REQUIREMENT - The required answer is the count of lines in the records that contain "Deserialize", with no other text.

MATERIAL SHOWN -
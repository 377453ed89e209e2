use serde::{Deserialize, Serialize};

/// Tunables for the engine. The defaults are safe for production use.
#[derive(Debug, Clone, Serialize, Deserialize)]
pub struct RebacConfig {
    /// Capacity of the channel feeding the relation index worker. Producers
    /// back off (async) once this many batches are in flight.
    pub queue_capacity: usize,

    /// Number of rows fetched per page when backfilling legacy records.
    pub migration_page_size: u64,
}

impl Default for RebacConfig {
    fn default() -> Self {
        Self {
            queue_capacity: 1024,
            migration_page_size: 100,
        }
    }
}
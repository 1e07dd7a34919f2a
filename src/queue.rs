//! Bounded queued delivery in front of a sink.
//!
//! Dispatch stays synchronous; this wrapper only moves the sink's own I/O to
//! a worker thread. The channel is FIFO, so per-caller ordering is exactly
//! the order blocks were accepted in.

use std::sync::{Arc, Mutex};
use std::thread::JoinHandle;

use crossbeam_channel::{Sender, bounded};

use crate::config::PRETTYLOG_CONFIG;
use crate::level::Severity;
use crate::sink::Sink;

enum Command {
    Block {
        severity: Severity,
        tag: String,
        block: String,
    },
    Shutdown,
}

pub struct QueuedSink {
    sender: Sender<Command>,
    worker: Arc<Mutex<Option<JoinHandle<()>>>>,
}

impl QueuedSink {
    /// Queue capacity comes from `PRETTYLOG_QUEUE_CAPACITY`.
    pub fn spawn(inner: Box<dyn Sink>) -> Self {
        Self::with_capacity(inner, PRETTYLOG_CONFIG.QUEUE_CAPACITY as usize)
    }

    pub fn with_capacity(inner: Box<dyn Sink>, capacity: usize) -> Self {
        let (sender, receiver) = bounded::<Command>(capacity);
        let worker = std::thread::spawn(move || {
            while let Ok(command) = receiver.recv() {
                match command {
                    Command::Block {
                        severity,
                        tag,
                        block,
                    } => inner.accept(severity, &tag, &block),
                    Command::Shutdown => break,
                }
            }
        });
        Self {
            sender,
            worker: Arc::new(Mutex::new(Some(worker))),
        }
    }

    /// Drains the queue and joins the worker. Safe to call more than once.
    pub fn shutdown(&self) {
        let mut guard = self.worker.lock().unwrap();
        if let Some(handle) = guard.take() {
            let _ = self.sender.send(Command::Shutdown);
            let _ = handle.join();
        }
    }
}

impl Drop for QueuedSink {
    fn drop(&mut self) {
        self.shutdown();
    }
}

impl Sink for QueuedSink {
    fn accept(&self, severity: Severity, tag: &str, block: &str) {
        let _ = self.sender.send(Command::Block {
            severity,
            tag: tag.into(),
            block: block.into(),
        });
    }
}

RESPONSE AREA - 2